Output the whole listing with nothing altered.

Material provided:
######
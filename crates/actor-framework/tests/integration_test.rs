use actor_framework::{ActorEntity, FrameworkError, ResourceActor, SequentialIds};
use async_trait::async_trait;

// --- Test Entity ---

#[derive(Clone, Debug, PartialEq)]
struct Counter {
    id: u64,
    label: String,
    value: u32,
}

#[derive(Debug)]
struct CounterCreate {
    label: String,
}

#[derive(Debug)]
struct CounterUpdate {
    label: Option<String>,
}

#[derive(Debug)]
enum CounterAction {
    Bump,
    Reset,
}

#[derive(Debug, thiserror::Error, PartialEq)]
enum CounterError {
    #[error("label must not be empty")]
    EmptyLabel,
    #[error("label is reserved: {0}")]
    Reserved(String),
    #[error("counter is locked")]
    Locked,
}

#[async_trait]
impl ActorEntity for Counter {
    type Id = u64;
    type Create = CounterCreate;
    type Update = CounterUpdate;
    type Action = CounterAction;
    type ActionResult = u32;
    type Context = ();
    type Error = CounterError;

    fn from_create_params(id: u64, params: CounterCreate) -> Result<Self, Self::Error> {
        if params.label.is_empty() {
            return Err(CounterError::EmptyLabel);
        }
        Ok(Self {
            id,
            label: params.label,
            value: 0,
        })
    }

    async fn on_create(&mut self, _ctx: &()) -> Result<(), Self::Error> {
        if self.label == "admin" {
            return Err(CounterError::Reserved(self.label.clone()));
        }
        Ok(())
    }

    async fn on_update(&mut self, update: CounterUpdate, _ctx: &()) -> Result<(), Self::Error> {
        if let Some(label) = update.label {
            self.label = label;
        }
        Ok(())
    }

    async fn on_delete(&self, _ctx: &()) -> Result<(), Self::Error> {
        if self.label == "locked" {
            return Err(CounterError::Locked);
        }
        Ok(())
    }

    async fn handle_action(&mut self, action: CounterAction, _ctx: &()) -> Result<u32, Self::Error> {
        match action {
            CounterAction::Bump => self.value += 1,
            CounterAction::Reset => self.value = 0,
        }
        Ok(self.value)
    }
}

fn create(label: &str) -> CounterCreate {
    CounterCreate {
        label: label.to_string(),
    }
}

#[tokio::test]
async fn crud_and_actions_against_a_real_actor() {
    let (actor, client) = ResourceActor::<Counter>::new(10, SequentialIds::new());
    let handle = tokio::spawn(actor.run(()));

    let id = client.create(create("dosa")).await.unwrap();
    assert_eq!(id, 1);

    assert_eq!(client.perform_action(id, CounterAction::Bump).await.unwrap(), 1);
    assert_eq!(client.perform_action(id, CounterAction::Bump).await.unwrap(), 2);
    assert_eq!(client.perform_action(id, CounterAction::Reset).await.unwrap(), 0);

    let updated = client
        .update(
            id,
            CounterUpdate {
                label: Some("idli".into()),
            },
        )
        .await
        .unwrap();
    assert_eq!(updated.label, "idli");

    client.delete(id).await.unwrap();
    assert!(client.get(id).await.unwrap().is_none());

    drop(client);
    handle.await.unwrap();
}

#[tokio::test]
async fn list_keeps_insertion_order_after_deletes() {
    let (actor, client) = ResourceActor::<Counter>::new(10, SequentialIds::new());
    tokio::spawn(actor.run(()));

    for label in ["a", "b", "c", "d"] {
        client.create(create(label)).await.unwrap();
    }
    client.delete(2).await.unwrap();

    let labels: Vec<String> = client
        .list()
        .await
        .unwrap()
        .into_iter()
        .map(|c| c.label)
        .collect();
    assert_eq!(labels, ["a", "c", "d"]);

    assert_eq!(client.clear().await.unwrap(), 3);
    assert!(client.list().await.unwrap().is_empty());
}

#[tokio::test]
async fn unknown_ids_are_reported_as_not_found() {
    let (actor, client) = ResourceActor::<Counter>::new(10, SequentialIds::new());
    tokio::spawn(actor.run(()));

    let err = client.perform_action(42, CounterAction::Bump).await.unwrap_err();
    assert!(matches!(err, FrameworkError::NotFound(ref id) if id == "42"));
    assert!(client.delete(42).await.unwrap_err().is_not_found());
    assert!(client.get(42).await.unwrap().is_none());
}

#[tokio::test]
async fn failed_hooks_leave_the_store_untouched() {
    let (actor, client) = ResourceActor::<Counter>::new(10, SequentialIds::new());
    tokio::spawn(actor.run(()));

    let err = client.create(create("")).await.unwrap_err();
    assert_eq!(err.into_entity_error::<CounterError>().unwrap(), CounterError::EmptyLabel);

    let err = client.create(create("admin")).await.unwrap_err();
    assert_eq!(
        err.into_entity_error::<CounterError>().unwrap(),
        CounterError::Reserved("admin".into())
    );
    assert!(client.list().await.unwrap().is_empty());

    let id = client.create(create("locked")).await.unwrap();
    let err = client.delete(id).await.unwrap_err();
    assert_eq!(err.into_entity_error::<CounterError>().unwrap(), CounterError::Locked);
    assert!(client.get(id).await.unwrap().is_some());
}

#[tokio::test]
async fn colliding_generated_ids_are_refused() {
    let (actor, client) = ResourceActor::<Counter>::new(10, || 7u64);
    tokio::spawn(actor.run(()));

    assert_eq!(client.create(create("first")).await.unwrap(), 7);
    let err = client.create(create("second")).await.unwrap_err();
    assert!(matches!(err, FrameworkError::Conflict(ref id) if id == "7"));

    let kept = client.get(7).await.unwrap().unwrap();
    assert_eq!(kept.label, "first");
}

#[tokio::test]
async fn closed_actor_is_reported_to_clients() {
    let (actor, client) = ResourceActor::<Counter>::new(10, SequentialIds::new());
    drop(actor);

    let err = client.list().await.unwrap_err();
    assert!(matches!(err, FrameworkError::ActorClosed));
}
######
Completed task:
filename crates/actor-framework/tests/integration_test.rs
use actor_framework::{ActorEntity, FrameworkError, ResourceActor, SequentialIds};
use async_trait::async_trait;

// --- Test Entity ---

#[derive(Clone, Debug, PartialEq)]
struct Counter {
    id: u64,
    label: String,
    value: u32,
}

#[derive(Debug)]
struct CounterCreate {
    label: String,
}

#[derive(Debug)]
struct CounterUpdate {
    label: Option<String>,
}

#[derive(Debug)]
enum CounterAction {
    Bump,
    Reset,
}

#[derive(Debug, thiserror::Error, PartialEq)]
enum CounterError {
    #[error("label must not be empty")]
    EmptyLabel,
    #[error("label is reserved: {0}")]
    Reserved(String),
    #[error("counter is locked")]
    Locked,
}

#[async_trait]
impl ActorEntity for Counter {
    type Id = u64;
    type Create = CounterCreate;
    type Update = CounterUpdate;
    type Action = CounterAction;
    type ActionResult = u32;
    type Context = ();
    type Error = CounterError;

    fn from_create_params(id: u64, params: CounterCreate) -> Result<Self, Self::Error> {
        if params.label.is_empty() {
            return Err(CounterError::EmptyLabel);
        }
        Ok(Self {
            id,
            label: params.label,
            value: 0,
        })
    }

    async fn on_create(&mut self, _ctx: &()) -> Result<(), Self::Error> {
        if self.label == "admin" {
            return Err(CounterError::Reserved(self.label.clone()));
        }
        Ok(())
    }

    async fn on_update(&mut self, update: CounterUpdate, _ctx: &()) -> Result<(), Self::Error> {
        if let Some(label) = update.label {
            self.label = label;
        }
        Ok(())
    }

    async fn on_delete(&self, _ctx: &()) -> Result<(), Self::Error> {
        if self.label == "locked" {
            return Err(CounterError::Locked);
        }
        Ok(())
    }

    async fn handle_action(&mut self, action: CounterAction, _ctx: &()) -> Result<u32, Self::Error> {
        match action {
            CounterAction::Bump => self.value += 1,
            CounterAction::Reset => self.value = 0,
        }
        Ok(self.value)
    }
}

fn create(label: &str) -> CounterCreate {
    CounterCreate {
        label: label.to_string(),
    }
}

#[tokio::test]
async fn crud_and_actions_against_a_real_actor() {
    let (actor, client) = ResourceActor::<Counter>::new(10, SequentialIds::new());
    let handle = tokio::spawn(actor.run(()));

    let id = client.create(create("dosa")).await.unwrap();
    assert_eq!(id, 1);

    assert_eq!(client.perform_action(id, CounterAction::Bump).await.unwrap(), 1);
    assert_eq!(client.perform_action(id, CounterAction::Bump).await.unwrap(), 2);
    assert_eq!(client.perform_action(id, CounterAction::Reset).await.unwrap(), 0);

    let updated = client
        .update(
            id,
            CounterUpdate {
                label: Some("idli".into()),
            },
        )
        .await
        .unwrap();
    assert_eq!(updated.label, "idli");

    client.delete(id).await.unwrap();
    assert!(client.get(id).await.unwrap().is_none());

    drop(client);
    handle.await.unwrap();
}

#[tokio::test]
async fn list_keeps_insertion_order_after_deletes() {
    let (actor, client) = ResourceActor::<Counter>::new(10, SequentialIds::new());
    tokio::spawn(actor.run(()));

    for label in ["a", "b", "c", "d"] {
        client.create(create(label)).await.unwrap();
    }
    client.delete(2).await.unwrap();

    let labels: Vec<String> = client
        .list()
        .await
        .unwrap()
        .into_iter()
        .map(|c| c.label)
        .collect();
    assert_eq!(labels, ["a", "c", "d"]);

    assert_eq!(client.clear().await.unwrap(), 3);
    assert!(client.list().await.unwrap().is_empty());
}

#[tokio::test]
async fn unknown_ids_are_reported_as_not_found() {
    let (actor, client) = ResourceActor::<Counter>::new(10, SequentialIds::new());
    tokio::spawn(actor.run(()));

    let err = client.perform_action(42, CounterAction::Bump).await.unwrap_err();
    assert!(matches!(err, FrameworkError::NotFound(ref id) if id == "42"));
    assert!(client.delete(42).await.unwrap_err().is_not_found());
    assert!(client.get(42).await.unwrap().is_none());
}

#[tokio::test]
async fn failed_hooks_leave_the_store_untouched() {
    let (actor, client) = ResourceActor::<Counter>::new(10, SequentialIds::new());
    tokio::spawn(actor.run(()));

    let err = client.create(create("")).await.unwrap_err();
    assert_eq!(err.into_entity_error::<CounterError>().unwrap(), CounterError::EmptyLabel);

    let err = client.create(create("admin")).await.unwrap_err();
    assert_eq!(
        err.into_entity_error::<CounterError>().unwrap(),
        CounterError::Reserved("admin".into())
    );
    assert!(client.list().await.unwrap().is_empty());

    let id = client.create(create("locked")).await.unwrap();
    let err = client.delete(id).await.unwrap_err();
    assert_eq!(err.into_entity_error::<CounterError>().unwrap(), CounterError::Locked);
    assert!(client.get(id).await.unwrap().is_some());
}

#[tokio::test]
async fn colliding_generated_ids_are_refused() {
    let (actor, client) = ResourceActor::<Counter>::new(10, || 7u64);
    tokio::spawn(actor.run(()));

    assert_eq!(client.create(create("first")).await.unwrap(), 7);
    let err = client.create(create("second")).await.unwrap_err();
    assert!(matches!(err, FrameworkError::Conflict(ref id) if id == "7"));

    let kept = client.get(7).await.unwrap().unwrap();
    assert_eq!(kept.label, "first");
}

#[tokio::test]
async fn closed_actor_is_reported_to_clients() {
    let (actor, client) = ResourceActor::<Counter>::new(10, SequentialIds::new());
    drop(actor);

    let err = client.list().await.unwrap_err();
    assert!(matches!(err, FrameworkError::ActorClosed));
}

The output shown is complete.